* _Problem statement_: Reproduce the data below line by line, from its first line to the line with "rejected at construction", both included, and nothing past that point.

* _Provided material_:
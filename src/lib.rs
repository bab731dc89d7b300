//! # easyexcel
//!
//! Export the rows of a model to a downloadable Excel workbook.
//!
//! ## Features
//!
//! - **Declarative views**: describe a model once, export it on every request
//! - **Query filters**: request parameters become equality filters
//! - **Row transforms**: replace values in place or append derived columns
//! - **Styled output**: coloured bold header, fitted column widths
//! - **Fail fast**: header and transform mismatches are rejected at construction
//! - **Row sources**: in-memory tables, PostgreSQL (`postgres` feature)
//! - **HTTP**: axum handler and router (`http` feature)
//!
//! ## Quick Start
//!
//! ```rust
//! use easyexcel::prelude::*;
//!
//! # fn main() -> Result<(), Box<dyn std::error::Error>> {
//! let model = ModelSchema::new("Cliente")
//!     .verbose_name_plural("clientes")
//!     .field(FieldDescriptor::new("id").primary_key())
//!     .field(FieldDescriptor::new("nombre"))
//!     .field(FieldDescriptor::new("ciudad"));
//!
//! let mut table = MemoryTable::new(["id", "nombre", "ciudad"]);
//! table.insert(vec![1.into(), "Ana".into(), "Lima".into()])?;
//! table.insert(vec![2.into(), "Luis".into(), "Quito".into()])?;
//!
//! let view = ExportView::new(ExportConfig::new(model), table)?;
//!
//! // GET /clientes/export?ciudad=Lima
//! let request = ExportRequest::new(FilterSet::from_query_str("ciudad=Lima"));
//! let response = view.export(&request)?;
//!
//! assert!(response.filename().starts_with("Clientes2_"));
//! std::fs::write(response.filename(), response.body())?;
//! # std::fs::remove_file(response.filename())?;
//! # Ok(())
//! # }
//! ```

pub mod error;
#[cfg(feature = "http")]
pub mod http;
#[cfg(feature = "postgres")]
pub mod postgres;
pub mod query;
pub mod response;
pub mod schema;
pub mod transform;
pub mod types;
pub mod view;
pub mod workbook;
pub mod xlsx;

pub use error::{ExportError, Result};
pub use query::{ExportRequest, FilterSet, MemoryTable, RowSource};
pub use response::ExcelResponse;
pub use schema::{FieldDescriptor, ModelSchema};
pub use transform::{ColumnTransform, Derived, RowTransform};
pub use types::{CellStyle, CellValue, Row, StyledCell};
pub use view::{AllowAny, ExportConfig, ExportView, Permission};
pub use workbook::ExportWorkbook;

/// Everything needed to declare and serve an export
pub mod prelude {
    pub use crate::error::ExportError;
    pub use crate::query::{ExportRequest, FilterSet, MemoryTable, RowSource};
    pub use crate::response::ExcelResponse;
    pub use crate::schema::{FieldDescriptor, ModelSchema};
    pub use crate::transform::{ColumnTransform, Derived, RowTransform};
    pub use crate::types::{CellValue, Row};
    pub use crate::view::{AllowAny, ExportConfig, ExportView, Permission};
    pub use crate::workbook::ExportWorkbook;
    pub use crate::xlsx::HeaderStyle;
}
//! OOXML package (the ZIP container) for a single-sheet workbook

use super::shared_strings::SharedStrings;
use super::styles::{write_styles, HeaderStyle};
use super::worksheet::Worksheet;
use super::xml_writer::XmlWriter;
use crate::error::Result;
use chrono::Utc;
use std::fs::File;
use std::io::{BufWriter, Cursor, Seek, Write};
use std::path::Path;
use zip::write::SimpleFileOptions;
use zip::{CompressionMethod, ZipWriter};

const CONTENT_TYPES: &str = r#"<?xml version="1.0" encoding="UTF-8" standalone="yes"?>
<Types xmlns="http://schemas.openxmlformats.org/package/2006/content-types">
<Default Extension="rels" ContentType="application/vnd.openxmlformats-package.relationships+xml"/>
<Default Extension="xml" ContentType="application/xml"/>
<Override PartName="/xl/workbook.xml" ContentType="application/vnd.openxmlformats-officedocument.spreadsheetml.sheet.main+xml"/>
<Override PartName="/xl/worksheets/sheet1.xml" ContentType="application/vnd.openxmlformats-officedocument.spreadsheetml.worksheet+xml"/>
<Override PartName="/xl/styles.xml" ContentType="application/vnd.openxmlformats-officedocument.spreadsheetml.styles+xml"/>
<Override PartName="/xl/sharedStrings.xml" ContentType="application/vnd.openxmlformats-officedocument.spreadsheetml.sharedStrings+xml"/>
<Override PartName="/docProps/core.xml" ContentType="application/vnd.openxmlformats-package.core-properties+xml"/>
<Override PartName="/docProps/app.xml" ContentType="application/vnd.openxmlformats-officedocument.extended-properties+xml"/>
</Types>"#;

const ROOT_RELS: &str = r#"<?xml version="1.0" encoding="UTF-8" standalone="yes"?>
<Relationships xmlns="http://schemas.openxmlformats.org/package/2006/relationships">
<Relationship Id="rId1" Type="http://schemas.openxmlformats.org/officeDocument/2006/relationships/officeDocument" Target="xl/workbook.xml"/>
<Relationship Id="rId2" Type="http://schemas.openxmlformats.org/package/2006/relationships/metadata/core-properties" Target="docProps/core.xml"/>
<Relationship Id="rId3" Type="http://schemas.openxmlformats.org/officeDocument/2006/relationships/extended-properties" Target="docProps/app.xml"/>
</Relationships>"#;

const WORKBOOK_RELS: &str = r#"<?xml version="1.0" encoding="UTF-8" standalone="yes"?>
<Relationships xmlns="http://schemas.openxmlformats.org/package/2006/relationships">
<Relationship Id="rId1" Type="http://schemas.openxmlformats.org/officeDocument/2006/relationships/worksheet" Target="worksheets/sheet1.xml"/>
<Relationship Id="rId2" Type="http://schemas.openxmlformats.org/officeDocument/2006/relationships/styles" Target="styles.xml"/>
<Relationship Id="rId3" Type="http://schemas.openxmlformats.org/officeDocument/2006/relationships/sharedStrings" Target="sharedStrings.xml"/>
</Relationships>"#;

const APP_PROPS: &str = r#"<?xml version="1.0" encoding="UTF-8" standalone="yes"?>
<Properties xmlns="http://schemas.openxmlformats.org/officeDocument/2006/extended-properties">
<Application>easyexcel</Application>
<DocSecurity>0</DocSecurity>
<ScaleCrop>false</ScaleCrop>
<LinksUpToDate>false</LinksUpToDate>
<SharedDoc>false</SharedDoc>
<HyperlinksChanged>false</HyperlinksChanged>
<AppVersion>1.0</AppVersion>
</Properties>"#;

/// Serialises one worksheet into a complete `.xlsx` package
pub struct XlsxPackage<'a> {
    sheet: &'a Worksheet,
    header_style: HeaderStyle,
    compression_level: i64,
}

impl<'a> XlsxPackage<'a> {
    pub fn new(sheet: &'a Worksheet) -> Self {
        XlsxPackage {
            sheet,
            header_style: HeaderStyle::default(),
            compression_level: 6,
        }
    }

    pub fn header_style(mut self, style: HeaderStyle) -> Self {
        self.header_style = style;
        self
    }

    /// Deflate level, clamped to 1..=9
    pub fn compression_level(mut self, level: i64) -> Self {
        self.compression_level = level.clamp(1, 9);
        self
    }

    /// Render the package into memory
    pub fn to_bytes(&self) -> Result<Vec<u8>> {
        let cursor = self.write_to(Cursor::new(Vec::with_capacity(16 * 1024)))?;
        Ok(cursor.into_inner())
    }

    /// Write the package to a file
    pub fn save<P: AsRef<Path>>(&self, path: P) -> Result<()> {
        let file = File::create(path)?;
        let mut writer = self.write_to(BufWriter::with_capacity(64 * 1024, file))?;
        writer.flush()?;
        Ok(())
    }

    /// Write every part of the package and return the finished writer
    pub fn write_to<W: Write + Seek>(&self, writer: W) -> Result<W> {
        let mut zip = ZipWriter::new(writer);
        let options = SimpleFileOptions::default()
            .compression_method(CompressionMethod::Deflated)
            .compression_level(Some(self.compression_level));

        zip.start_file("[Content_Types].xml", options)?;
        zip.write_all(CONTENT_TYPES.as_bytes())?;

        zip.start_file("_rels/.rels", options)?;
        zip.write_all(ROOT_RELS.as_bytes())?;

        zip.start_file("docProps/core.xml", options)?;
        Self::write_core_props(&mut zip)?;

        zip.start_file("docProps/app.xml", options)?;
        zip.write_all(APP_PROPS.as_bytes())?;

        // The sheet goes before the shared strings so the table is complete
        let mut shared_strings = SharedStrings::new();
        zip.start_file("xl/worksheets/sheet1.xml", options)?;
        self.sheet
            .write_xml(&mut XmlWriter::new(&mut zip), &mut shared_strings)?;

        zip.start_file("xl/sharedStrings.xml", options)?;
        shared_strings.write_xml(&mut XmlWriter::new(&mut zip))?;

        zip.start_file("xl/workbook.xml", options)?;
        self.write_workbook_xml(&mut XmlWriter::new(&mut zip))?;

        zip.start_file("xl/_rels/workbook.xml.rels", options)?;
        zip.write_all(WORKBOOK_RELS.as_bytes())?;

        zip.start_file("xl/styles.xml", options)?;
        write_styles(&mut XmlWriter::new(&mut zip), &self.header_style)?;

        Ok(zip.finish()?)
    }

    fn write_core_props<W: Write>(writer: &mut W) -> Result<()> {
        let now = Utc::now().format("%Y-%m-%dT%H:%M:%SZ");
        let xml = format!(
            r#"<?xml version="1.0" encoding="UTF-8" standalone="yes"?>
<cp:coreProperties xmlns:cp="http://schemas.openxmlformats.org/package/2006/metadata/core-properties" xmlns:dc="http://purl.org/dc/elements/1.1/" xmlns:dcterms="http://purl.org/dc/terms/" xmlns:xsi="http://www.w3.org/2001/XMLSchema-instance">
<dc:creator>easyexcel</dc:creator>
<cp:lastModifiedBy>easyexcel</cp:lastModifiedBy>
<dcterms:created xsi:type="dcterms:W3CDTF">{now}</dcterms:created>
<dcterms:modified xsi:type="dcterms:W3CDTF">{now}</dcterms:modified>
</cp:coreProperties>"#
        );
        writer.write_all(xml.as_bytes())?;
        Ok(())
    }

    fn write_workbook_xml<W: Write>(&self, xml: &mut XmlWriter<W>) -> Result<()> {
        xml.declaration()?;
        xml.start_element("workbook")?;
        xml.attribute(
            "xmlns",
            "http://schemas.openxmlformats.org/spreadsheetml/2006/main",
        )?;
        xml.attribute(
            "xmlns:r",
            "http://schemas.openxmlformats.org/officeDocument/2006/relationships",
        )?;
        xml.close_start_tag()?;

        xml.start_element("sheets")?;
        xml.close_start_tag()?;
        xml.start_element("sheet")?;
        xml.attribute("name", self.sheet.name())?;
        xml.attribute_int("sheetId", 1)?;
        xml.attribute("r:id", "rId1")?;
        xml.close_empty()?;
        xml.end_element("sheets")?;

        xml.end_element("workbook")?;
        xml.flush()
    }
}

#[cfg(test)]
mod tests {
    use super::*;
    use crate::types::CellValue;
    use std::io::Read;
    use zip::ZipArchive;

    fn read_part(bytes: &[u8], name: &str) -> String {
        let mut archive = ZipArchive::new(Cursor::new(bytes)).unwrap();
        let mut part = archive.by_name(name).unwrap();
        let mut content = String::new();
        part.read_to_string(&mut content).unwrap();
        content
    }

    #[test]
    fn test_package_parts() {
        let mut ws = Worksheet::new("Clientes & Co");
        ws.append_row([CellValue::from("Nombre")]);
        ws.append_row([CellValue::from("Ana")]);

        let bytes = XlsxPackage::new(&ws).to_bytes().unwrap();
        assert_eq!(&bytes[..2], b"PK");

        let archive = ZipArchive::new(Cursor::new(bytes.as_slice())).unwrap();
        let names: Vec<_> = archive.file_names().collect();
        for part in [
            "[Content_Types].xml",
            "_rels/.rels",
            "xl/workbook.xml",
            "xl/_rels/workbook.xml.rels",
            "xl/styles.xml",
            "xl/sharedStrings.xml",
            "xl/worksheets/sheet1.xml",
        ] {
            assert!(names.contains(&part), "missing {part}");
        }

        assert!(read_part(&bytes, "xl/workbook.xml").contains("name=\"Clientes &amp; Co\""));
        assert!(read_part(&bytes, "xl/sharedStrings.xml").contains("<t>Ana</t>"));
    }

    #[test]
    fn test_save_to_file() {
        let dir = tempfile::tempdir().unwrap();
        let path = dir.path().join("export.xlsx");

        let ws = Worksheet::new("Vacía");
        XlsxPackage::new(&ws).compression_level(12).save(&path).unwrap();

        let bytes = std::fs::read(&path).unwrap();
        assert!(read_part(&bytes, "xl/worksheets/sheet1.xml").contains("<sheetData></sheetData>"));
    }
}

* _Output for this exercise_:
filename src/lib.rs
repository bab731dc89d7b300
//! # easyexcel
//!
//! Export the rows of a model to a downloadable Excel workbook.
//!
//! ## Features
//!
//! - **Declarative views**: describe a model once, export it on every request
//! - **Query filters**: request parameters become equality filters
//! - **Row transforms**: replace values in place or append derived columns
//! - **Styled output**: coloured bold header, fitted column widths
//! - **Fail fast**: header and transform mismatches are rejected at construction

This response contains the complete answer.